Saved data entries

——————

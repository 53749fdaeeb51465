// SPDX-License-Identifier: Apache-2.0
// Copyright 2025 KylinSoft Co., Ltd. <https://www.kylinos.cn/>
// See LICENSES for license details.

//! Bit-exact layouts of the hardware descriptors and doorbell words.
//!
//! Every record is a single little-endian 64-bit word. The layouts are a
//! binary contract with the device and must not be reordered.

use bit_field::BitField;
use bitflags::bitflags;
use nic_base::{NicError, NicResult, PhysAddr};

/// Number of address bits a descriptor can carry.
pub const DESC_ADDR_BITS: usize = 44;
/// Largest transfer length a single transmit descriptor can describe.
pub const TX_DESC_MAX_LEN: usize = (1 << 13) - 1;
/// Largest pointer count the first descriptor of a packet can announce.
pub const TX_MAX_PTRS: usize = (1 << 4) - 1;

const ADDR: core::ops::Range<usize> = 0..DESC_ADDR_BITS;

bitflags! {
    /// Control bits of a transmit descriptor.
    #[derive(Debug, Clone, Copy, PartialEq, Eq)]
    pub struct TxFlags: u64 {
        /// Hardware computes the L4 checksum.
        const CKSUM = 1 << 57;
        /// Raise a completion interrupt for this packet.
        const MARK = 1 << 62;
        /// First descriptor of a packet.
        const SOP = 1 << 63;
    }
}

fn check_addr(paddr: PhysAddr) -> NicResult<u64> {
    if paddr >> DESC_ADDR_BITS != 0 {
        return Err(NicError::InvalidInput);
    }
    Ok(paddr)
}

/// A transmit descriptor.
///
/// | bits   | field                                  |
/// |--------|----------------------------------------|
/// | 0..44  | buffer address                         |
/// | 44..57 | transfer length                        |
/// | 57     | checksum enable                        |
/// | 58..62 | pointer count (first descriptor only)  |
/// | 62     | mark                                   |
/// | 63     | start of packet                        |
#[derive(Debug, Default, Clone, Copy, PartialEq, Eq)]
#[repr(transparent)]
pub struct TxDesc(pub u64);

impl TxDesc {
    /// Builds a descriptor. `nptrs` is only meaningful with [`TxFlags::SOP`].
    pub fn new(paddr: PhysAddr, len: usize, nptrs: usize, flags: TxFlags) -> NicResult<Self> {
        if len == 0 || len > TX_DESC_MAX_LEN || nptrs > TX_MAX_PTRS {
            return Err(NicError::InvalidInput);
        }
        let mut raw = flags.bits();
        raw.set_bits(ADDR, check_addr(paddr)?);
        raw.set_bits(44..57, len as u64);
        raw.set_bits(58..62, nptrs as u64);
        Ok(Self(raw))
    }

    #[inline]
    pub fn addr(&self) -> PhysAddr {
        self.0.get_bits(ADDR)
    }

    #[inline]
    pub fn len(&self) -> usize {
        self.0.get_bits(44..57) as usize
    }

    #[inline]
    pub fn is_empty(&self) -> bool {
        self.len() == 0
    }

    #[inline]
    pub fn nptrs(&self) -> usize {
        self.0.get_bits(58..62) as usize
    }

    #[inline]
    pub fn flags(&self) -> TxFlags {
        TxFlags::from_bits_truncate(self.0)
    }

    #[inline]
    pub fn is_sop(&self) -> bool {
        self.0.get_bit(63)
    }
}

/// A receive buffer entry posted to the device.
///
/// | bits   | field          |
/// |--------|----------------|
/// | 0..44  | buffer address |
/// | 48..64 | slot index     |
#[derive(Debug, Default, Clone, Copy, PartialEq, Eq)]
#[repr(transparent)]
pub struct RxBufEntry(pub u64);

impl RxBufEntry {
    pub fn new(paddr: PhysAddr, slot: usize) -> NicResult<Self> {
        let slot = u16::try_from(slot).map_err(|_| NicError::InvalidInput)?;
        let mut raw = 0u64;
        raw.set_bits(ADDR, check_addr(paddr)?);
        raw.set_bits(48..64, slot as u64);
        Ok(Self(raw))
    }

    #[inline]
    pub fn addr(&self) -> PhysAddr {
        self.0.get_bits(ADDR)
    }

    #[inline]
    pub fn slot(&self) -> usize {
        self.0.get_bits(48..64) as usize
    }
}

/// A receive completion entry written by the device.
///
/// | bits   | field                              |
/// |--------|------------------------------------|
/// | 0..16  | segment length                     |
/// | 16..32 | slot index of the consumed buffer  |
/// | 32..36 | packet type                        |
/// | 36..39 | error code, non-zero on error      |
/// | 39     | more segments follow               |
#[derive(Debug, Default, Clone, Copy, PartialEq, Eq)]
#[repr(transparent)]
pub struct RxCompletion(pub u64);

impl RxCompletion {
    /// Builds an entry the way the device would.
    pub fn new(len: usize, slot: usize, errors: u8, more: bool) -> Self {
        let mut raw = 0u64;
        raw.set_bits(0..16, (len & 0xffff) as u64);
        raw.set_bits(16..32, (slot & 0xffff) as u64);
        raw.set_bits(36..39, (errors & 0x7) as u64);
        raw.set_bit(39, more);
        Self(raw)
    }

    #[inline]
    pub fn len(&self) -> usize {
        self.0.get_bits(0..16) as usize
    }

    #[inline]
    pub fn is_empty(&self) -> bool {
        self.len() == 0
    }

    #[inline]
    pub fn slot(&self) -> usize {
        self.0.get_bits(16..32) as usize
    }

    #[inline]
    pub fn packet_type(&self) -> u8 {
        self.0.get_bits(32..36) as u8
    }

    #[inline]
    pub fn errors(&self) -> u8 {
        self.0.get_bits(36..39) as u8
    }

    #[inline]
    pub fn has_error(&self) -> bool {
        self.errors() != 0
    }

    #[inline]
    pub fn more(&self) -> bool {
        self.0.get_bit(39)
    }
}

/// A ring position as announced to the device: index plus wrap bit.
#[derive(Debug, Default, Clone, Copy, PartialEq, Eq)]
pub struct RingPos {
    pub index: u16,
    pub wrap: bool,
}

impl RingPos {
    #[inline]
    pub fn encode(self) -> u64 {
        let mut raw = 0u64;
        raw.set_bits(0..16, self.index as u64);
        raw.set_bit(16, self.wrap);
        raw
    }

    #[inline]
    pub fn decode(raw: u64) -> Self {
        Self {
            index: raw.get_bits(0..16) as u16,
            wrap: raw.get_bit(16),
        }
    }
}

/// Transmit doorbell: new tail in bits 0..16, wrap in bit 16.
pub type TxKick = RingPos;

/// Receive doorbell. Each half is applied by the device only when its
/// valid bit is set.
///
/// | bits   | field                  |
/// |--------|------------------------|
/// | 0..16  | buffer ring tail       |
/// | 16     | buffer ring wrap       |
/// | 17     | buffer tail valid      |
/// | 32..48 | completion ring head   |
/// | 48     | completion ring wrap   |
/// | 49     | completion head valid  |
#[derive(Debug, Default, Clone, Copy, PartialEq, Eq)]
pub struct RxKick {
    pub buf_tail: Option<RingPos>,
    pub cpl_head: Option<RingPos>,
}

impl RxKick {
    pub fn encode(self) -> u64 {
        let mut raw = 0u64;
        if let Some(pos) = self.buf_tail {
            raw.set_bits(0..17, pos.encode());
            raw.set_bit(17, true);
        }
        if let Some(pos) = self.cpl_head {
            raw.set_bits(32..49, pos.encode());
            raw.set_bit(49, true);
        }
        raw
    }

    pub fn decode(raw: u64) -> Self {
        Self {
            buf_tail: raw
                .get_bit(17)
                .then(|| RingPos::decode(raw.get_bits(0..17))),
            cpl_head: raw
                .get_bit(49)
                .then(|| RingPos::decode(raw.get_bits(32..49))),
        }
    }
}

——————

TASK TO COMPLETE: Each record above has to be printed again, word for word.

RESPONSE:
repository 53749fdaeeb51465
// SPDX-License-Identifier: Apache-2.0
// Copyright 2025 KylinSoft Co., Ltd. <https://www.kylinos.cn/>
// See LICENSES for license details.

//! Bit-exact layouts of the hardware descriptors and doorbell words.
//!
//! Every record is a single little-endian 64-bit word. The layouts are a
//! binary contract with the device and must not be reordered.

use bit_field::BitField;
use bitflags::bitflags;
use nic_base::{NicError, NicResult, PhysAddr};

/// Number of address bits a descriptor can carry.
pub const DESC_ADDR_BITS: usize = 44;
/// Largest transfer length a single transmit descriptor can describe.
pub const TX_DESC_MAX_LEN: usize = (1 << 13) - 1;
/// Largest pointer count the first descriptor of a packet can announce.
pub const TX_MAX_PTRS: usize = (1 << 4) - 1;

const ADDR: core::ops::Range<usize> = 0..DESC_ADDR_BITS;

bitflags! {
    /// Control bits of a transmit descriptor.
    #[derive(Debug, Clone, Copy, PartialEq, Eq)]
    pub struct TxFlags: u64 {
        /// Hardware computes the L4 checksum.
        const CKSUM = 1 << 57;
        /// Raise a completion interrupt for this packet.
        const MARK = 1 << 62;
        /// First descriptor of a packet.
        const SOP = 1 << 63;
    }
}

fn check_addr(paddr: PhysAddr) -> NicResult<u64> {
    if paddr >> DESC_ADDR_BITS != 0 {
        return Err(NicError::InvalidInput);
    }
    Ok(paddr)
}

/// A transmit descriptor.
///
/// | bits   | field                                  |
/// |--------|----------------------------------------|
/// | 0..44  | buffer address                         |
/// | 44..57 | transfer length                        |
/// | 57     | checksum enable                        |
/// | 58..62 | pointer count (first descriptor only)  |
/// | 62     | mark                                   |
/// | 63     | start of packet                        |
#[derive(Debug, Default, Clone, Copy, PartialEq, Eq)]
#[repr(transparent)]
pub struct TxDesc(pub u64);

impl TxDesc {
    /// Builds a descriptor. `nptrs` is only meaningful with [`TxFlags::SOP`].
    pub fn new(paddr: PhysAddr, len: usize, nptrs: usize, flags: TxFlags) -> NicResult<Self> {
        if len == 0 || len > TX_DESC_MAX_LEN || nptrs > TX_MAX_PTRS {
            return Err(NicError::InvalidInput);
        }
        let mut raw = flags.bits();
        raw.set_bits(ADDR, check_addr(paddr)?);
        raw.set_bits(44..57, len as u64);
        raw.set_bits(58..62, nptrs as u64);
        Ok(Self(raw))
    }

    #[inline]
    pub fn addr(&self) -> PhysAddr {
        self.0.get_bits(ADDR)
    }

    #[inline]
    pub fn len(&self) -> usize {
        self.0.get_bits(44..57) as usize
    }

    #[inline]
    pub fn is_empty(&self) -> bool {
        self.len() == 0
    }

    #[inline]
    pub fn nptrs(&self) -> usize {
        self.0.get_bits(58..62) as usize
    }

    #[inline]
    pub fn flags(&self) -> TxFlags {
        TxFlags::from_bits_truncate(self.0)
    }

    #[inline]
    pub fn is_sop(&self) -> bool {
        self.0.get_bit(63)
    }
}

/// A receive buffer entry posted to the device.
///
/// | bits   | field          |
/// |--------|----------------|
/// | 0..44  | buffer address |
/// | 48..64 | slot index     |
#[derive(Debug, Default, Clone, Copy, PartialEq, Eq)]
#[repr(transparent)]
pub struct RxBufEntry(pub u64);

impl RxBufEntry {
    pub fn new(paddr: PhysAddr, slot: usize) -> NicResult<Self> {
        let slot = u16::try_from(slot).map_err(|_| NicError::InvalidInput)?;
        let mut raw = 0u64;
        raw.set_bits(ADDR, check_addr(paddr)?);
        raw.set_bits(48..64, slot as u64);
        Ok(Self(raw))
    }

    #[inline]
    pub fn addr(&self) -> PhysAddr {
        self.0.get_bits(ADDR)
    }

    #[inline]
    pub fn slot(&self) -> usize {
        self.0.get_bits(48..64) as usize
    }
}

/// A receive completion entry written by the device.
///
/// | bits   | field                              |
/// |--------|------------------------------------|
/// | 0..16  | segment length                     |
/// | 16..32 | slot index of the consumed buffer  |
/// | 32..36 | packet type                        |
/// | 36..39 | error code, non-zero on error      |
/// | 39     | more segments follow               |
#[derive(Debug, Default, Clone, Copy, PartialEq, Eq)]
#[repr(transparent)]
pub struct RxCompletion(pub u64);

impl RxCompletion {
    /// Builds an entry the way the device would.
    pub fn new(len: usize, slot: usize, errors: u8, more: bool) -> Self {
        let mut raw = 0u64;
        raw.set_bits(0..16, (len & 0xffff) as u64);
        raw.set_bits(16..32, (slot & 0xffff) as u64);
        raw.set_bits(36..39, (errors & 0x7) as u64);
        raw.set_bit(39, more);
        Self(raw)
    }

    #[inline]
    pub fn len(&self) -> usize {
        self.0.get_bits(0..16) as usize
    }

    #[inline]
    pub fn is_empty(&self) -> bool {
        self.len() == 0
    }

    #[inline]
    pub fn slot(&self) -> usize {
        self.0.get_bits(16..32) as usize
    }

    #[inline]
    pub fn packet_type(&self) -> u8 {
        self.0.get_bits(32..36) as u8
    }

    #[inline]
    pub fn errors(&self) -> u8 {
        self.0.get_bits(36..39) as u8
    }

    #[inline]
    pub fn has_error(&self) -> bool {
        self.errors() != 0
    }

    #[inline]
    pub fn more(&self) -> bool {
        self.0.get_bit(39)
    }
}

/// A ring position as announced to the device: index plus wrap bit.
#[derive(Debug, Default, Clone, Copy, PartialEq, Eq)]
pub struct RingPos {
    pub index: u16,
    pub wrap: bool,
}

impl RingPos {
    #[inline]
    pub fn encode(self) -> u64 {
        let mut raw = 0u64;
        raw.set_bits(0..16, self.index as u64);
        raw.set_bit(16, self.wrap);
        raw
    }

    #[inline]
    pub fn decode(raw: u64) -> Self {
        Self {
            index: raw.get_bits(0..16) as u16,
            wrap: raw.get_bit(16),
        }
    }
}

/// Transmit doorbell: new tail in bits 0..16, wrap in bit 16.
pub type TxKick = RingPos;

/// Receive doorbell. Each half is applied by the device only when its
/// valid bit is set.
///
/// | bits   | field                  |
/// |--------|------------------------|
/// | 0..16  | buffer ring tail       |
/// | 16     | buffer ring wrap       |
/// | 17     | buffer tail valid      |
/// | 32..48 | completion ring head   |
/// | 48     | completion ring wrap   |
/// | 49     | completion head valid  |
#[derive(Debug, Default, Clone, Copy, PartialEq, Eq)]
pub struct RxKick {
    pub buf_tail: Option<RingPos>,
    pub cpl_head: Option<RingPos>,
}

impl RxKick {
    pub fn encode(self) -> u64 {
        let mut raw = 0u64;
        if let Some(pos) = self.buf_tail {
            raw.set_bits(0..17, pos.encode());
            raw.set_bit(17, true);
        }
        if let Some(pos) = self.cpl_head {
            raw.set_bits(32..49, pos.encode());
            raw.set_bit(49, true);
        }
        raw
    }

    pub fn decode(raw: u64) -> Self {
        Self {
            buf_tail: raw
                .get_bit(17)
                .then(|| RingPos::decode(raw.get_bits(0..17))),
            cpl_head: raw
                .get_bit(49)
                .then(|| RingPos::decode(raw.get_bits(32..49))),
        }
    }
}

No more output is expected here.